Can I place out of General Chemistry? Students who have taken the advanced placement test in chemistry and scored 4 or higher or who have taken an upper-level IB exam and received a 5 or higher are entitled to receive one unit of college credit. Those students should enroll in CHEM 104 in the spring. Students may also elect to take the full CHEM 103/104 sequence, especially if they have little laboratory experience.
Do I have to take a lab with General Chemistry? The laboratory component of General Chemistry is required. Please contact Dr. Jennifer Schmeisser if you have difficulty finding an appropriate lab section.
What are peer workshops? Do I have to be in a peer workshop with General Chemistry? Peer workshops are an opportunity for to practice problem solving skills and more difficult problems with fellow students and a peer workshop leader, an older student who has previously excelled in chemistry. Peer workshops are optional but recommended.

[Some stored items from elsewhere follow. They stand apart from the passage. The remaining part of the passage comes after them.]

// src/services/user_service.rs
//
// Regras de cadastro e atualização de usuários: nomes, time, política de
// senha, derivação de username e a guarda referencial de exclusão.

use bcrypt::hash;
use uuid::Uuid;

use crate::{
    common::error::{AppError, FieldErrors},
    common::validators::{
        check_letters_hyphen, generate_username, is_valid_password, is_valid_team, title_case,
        two_entries_differ,
    },
    db::{ClientRepository, EventRepository, UserRepository},
    models::auth::{RegisterUserPayload, Team, UpdateUserPayload, User},
};

/// Resultado do passo objeto: nomes normalizados, time resolvido e a senha
/// em claro a ser hasheada (None = inalterada).
#[derive(Debug, PartialEq)]
pub struct ValidatedUserInput {
    pub first_name: String,
    pub last_name: String,
    pub team: Team,
    pub password: Option<String>,
}

/// Passo objeto puro: acumula todas as violações antes de rejeitar.
/// `passwords_required` distingue cadastro (obrigatórias) de atualização
/// (vazias = senha inalterada).
pub fn validate_user_rules(
    first_name: &str,
    last_name: &str,
    password1: &str,
    password2: &str,
    team_label: &str,
    passwords_required: bool,
) -> Result<ValidatedUserInput, AppError> {
    let mut errors = FieldErrors::new();

    if let Err(message) = check_letters_hyphen(first_name, "first_name") {
        errors.entry("first_name".into()).or_default().push(message);
    }
    if let Err(message) = check_letters_hyphen(last_name, "last_name") {
        errors.entry("last_name".into()).or_default().push(message);
    }
    if let Err(message) = is_valid_team(team_label) {
        errors.entry("team".into()).or_default().push(message);
    }

    let mut password = None;
    let both_empty = password1.is_empty() && password2.is_empty();
    let both_filled = !password1.is_empty() && !password2.is_empty();
    if both_empty && !passwords_required {
        // atualização sem troca de senha
    } else if !both_filled {
        errors.entry("non_field_errors".into()).or_default().push(
            "Password error : You must supply both password1 and password2 !".to_string(),
        );
    } else {
        if let Err(message) = two_entries_differ(password1, password2) {
            errors
                .entry("non_field_errors".into())
                .or_default()
                .push(message);
        }
        if let Err(messages) = is_valid_password(password1) {
            errors
                .entry("password1".into())
                .or_default()
                .extend(messages);
        }
        password = Some(password1.to_string());
    }

    if !errors.is_empty() {
        return Err(AppError::Rules(errors));
    }

    Ok(ValidatedUserInput {
        first_name: title_case(first_name),
        last_name: title_case(last_name),
        // O rótulo já passou por is_valid_team
        team: Team::from_label(team_label).expect("team label validated"),
        password,
    })
}

#[derive(Clone)]
pub struct UserService {
    user_repo: UserRepository,
    client_repo: ClientRepository,
    event_repo: EventRepository,
    pool: sqlx::PgPool,
}

impl UserService {
    pub fn new(
        user_repo: UserRepository,
        client_repo: ClientRepository,
        event_repo: EventRepository,
        pool: sqlx::PgPool,
    ) -> Self {
        Self { user_repo, client_repo, event_repo, pool }
    }

    pub async fn get(&self, id: Uuid) -> Result<User, AppError> {
        self.user_repo
            .find_by_id(id)
            .await?
            .ok_or_else(|| AppError::not_found("user", id))
    }

    pub async fn list(
        &self,
        filters: &std::collections::HashMap<String, String>,
    ) -> Result<Vec<User>, AppError> {
        self.user_repo.list(filters).await
    }

    pub async fn register(&self, payload: &RegisterUserPayload) -> Result<User, AppError> {
        let input = validate_user_rules(
            &payload.first_name,
            &payload.last_name,
            &payload.password1,
            &payload.password2,
            &payload.team,
            true,
        )?;

        let taken = self.user_repo.taken_usernames(None).await?;
        let username = generate_username(&input.first_name, &input.last_name, &taken);
        let password_hash = hash_password(input.password.expect("required on register")).await?;

        self.user_repo
            .create_user(
                &self.pool,
                &input.first_name,
                &input.last_name,
                &username,
                &password_hash,
                input.team,
                payload.is_superuser,
            )
            .await
    }

    /// `existing` vem do controlador, que já resolveu o alvo e a
    /// permissão; a validação compara o proposto com o armazenado.
    pub async fn update(
        &self,
        existing: &User,
        payload: &UpdateUserPayload,
    ) -> Result<User, AppError> {
        let input = validate_user_rules(
            &payload.first_name,
            &payload.last_name,
            &payload.password1,
            &payload.password2,
            &payload.team,
            false,
        )?;

        // Username só muda quando o nome muda, com desvio de colisão
        // excluindo o próprio registro
        let names_changed = input.first_name != existing.first_name
            || input.last_name != existing.last_name;
        let username = if names_changed {
            let taken = self.user_repo.taken_usernames(Some(existing.id)).await?;
            generate_username(&input.first_name, &input.last_name, &taken)
        } else {
            existing.username.clone()
        };

        let password_hash = match input.password {
            Some(plain) => Some(hash_password(plain).await?),
            None => None,
        };

        self.user_repo
            .update_user(
                existing.id,
                &input.first_name,
                &input.last_name,
                &username,
                password_hash.as_deref(),
                input.team,
                payload.is_superuser.unwrap_or(existing.is_superuser),
            )
            .await
    }

    /// Guarda referencial: a exclusão é bloqueada enquanto o usuário for
    /// contato de clientes ou de eventos, listando os bloqueadores.
    pub async fn delete(&self, existing: &User) -> Result<(), AppError> {
        let clients = self
            .client_repo
            .names_by_sales_contact(existing.id)
            .await?;
        if !clients.is_empty() {
            return Err(AppError::DeleteBlocked(sales_guard_message(&clients)));
        }

        let events = self
            .event_repo
            .names_by_support_contact(existing.id)
            .await?;
        if !events.is_empty() {
            return Err(AppError::DeleteBlocked(support_guard_message(&events)));
        }

        self.user_repo.delete_user(existing.id).await?;
        Ok(())
    }

    /// Rotina explícita de bring-up: numa base vazia cria o superusuário
    /// de gestão, senão o endpoint de cadastro (restrito à gestão) fica
    /// inalcançável.
    pub async fn ensure_initial_superuser(&self, password: Option<String>) -> Result<(), AppError> {
        if self.user_repo.any_user_exists().await? {
            return Ok(());
        }
        let Some(password) = password else {
            tracing::warn!(
                "Base vazia e INITIAL_ADMIN_PASSWORD ausente; nenhum superusuário criado."
            );
            return Ok(());
        };
        let password_hash = hash_password(password).await?;
        self.user_repo
            .create_user(
                &self.pool,
                "Admin",
                "Admin",
                "admin",
                &password_hash,
                Team::Management,
                true,
            )
            .await?;
        tracing::info!("Superusuário inicial 'admin' criado.");
        Ok(())
    }
}

pub fn sales_guard_message(clients: &[String]) -> String {
    format!(
        "This user is sales contact for the following clients : [{}]. \
         You must change these clients sales contact prior to delete this user.",
        clients.join(", ")
    )
}

pub fn support_guard_message(events: &[String]) -> String {
    format!(
        "This user is support for the following events : [{}]. \
         You must change these events support contact prior to delete this user.",
        events.join(", ")
    )
}

async fn hash_password(plain: String) -> Result<String, AppError> {
    // Hashing fora do executor async, como no login
    tokio::task::spawn_blocking(move || hash(&plain, bcrypt::DEFAULT_COST))
        .await
        .map_err(|e| anyhow::anyhow!("Falha na task de hashing: {}", e))?
        .map_err(AppError::from)
}

#[cfg(test)]
mod tests {
    use super::*;

    fn field(err: &AppError, key: &str) -> Vec<String> {
        match err {
            AppError::Rules(map) => map.get(key).cloned().unwrap_or_default(),
            other => panic!("expected Rules, got {other:?}"),
        }
    }

    #[test]
    fn register_rules_accumulate_every_violation() {
        let err = validate_user_rules("james8", "bond007", "toto", "1234", "support", true)
            .unwrap_err();
        assert_eq!(
            field(&err, "first_name")[0],
            "<first_name>: Only letters and hyphen are authorized"
        );
        assert_eq!(
            field(&err, "last_name")[0],
            "<last_name>: Only letters and hyphen are authorized"
        );
        assert_eq!(
            field(&err, "team")[0],
            "<Team>: Team must be one of these : Management, Sales or Support"
        );
        assert_eq!(
            field(&err, "password1")[0],
            "Password error : your password must contain letters and numbers"
        );
        assert_eq!(
            field(&err, "non_field_errors")[0],
            "Password error : Your two entries for password differ !"
        );
    }

    #[test]
    fn register_requires_both_passwords() {
        let err = validate_user_rules("james", "bond", "", "", "Support", true).unwrap_err();
        assert_eq!(
            field(&err, "non_field_errors")[0],
            "Password error : You must supply both password1 and password2 !"
        );
    }

    #[test]
    fn update_accepts_empty_passwords_as_no_change() {
        let input =
            validate_user_rules("hella", "compagne", "", "", "Support", false).unwrap();
        assert_eq!(input.password, None);
        assert_eq!(input.first_name, "Hella");
        assert_eq!(input.last_name, "Compagne");
        assert_eq!(input.team, Team::Support);
    }

    #[test]
    fn update_rejects_a_single_password_entry() {
        let err = validate_user_rules("hella", "compagne", "", "newpassword99", "Management", false)
            .unwrap_err();
        assert_eq!(
            field(&err, "non_field_errors")[0],
            "Password error : You must supply both password1 and password2 !"
        );
    }

    #[test]
    fn update_rejects_differing_passwords() {
        let err = validate_user_rules(
            "hella",
            "compagne",
            "newpassword9",
            "newpassword99",
            "Management",
            false,
        )
        .unwrap_err();
        assert_eq!(
            field(&err, "non_field_errors")[0],
            "Password error : Your two entries for password differ !"
        );
    }

    #[test]
    fn valid_register_normalizes_names_and_team() {
        let input =
            validate_user_rules("james", "bond", "toto1234", "toto1234", "Management", true)
                .unwrap();
        assert_eq!(input.first_name, "James");
        assert_eq!(input.last_name, "Bond");
        assert_eq!(input.team, Team::Management);
        assert_eq!(input.password.as_deref(), Some("toto1234"));
    }

    #[test]
    fn guard_messages_enumerate_blockers() {
        let clients = vec!["Dark Vador".to_string(), "Luke Skywalker".to_string()];
        assert_eq!(
            sales_guard_message(&clients),
            "This user is sales contact for the following clients : \
             [Dark Vador, Luke Skywalker]. You must change these clients sales contact \
             prior to delete this user."
        );
        let events = vec!["Death Star".to_string()];
        assert_eq!(
            support_guard_message(&events),
            "This user is support for the following events : [Death Star]. \
             You must change these events support contact prior to delete this user."
        );
    }
}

Who teaches General Chemistry? Faculty who teach General Chemistry include Drs. Samantha Glazier, Adam Hill, Nadia Marano, Jennifer Schmeisser, Matthew Skeels, and Samuel Tartakoff.
Where can I purchase the General Chemistry textbook? The faculty of General Chemistry edits and publishes the textbook in-house; physical copies of the book are available only through the St. Lawrence University Bookstore. Digital copies of the book are available free of charge for students enrolled in the course.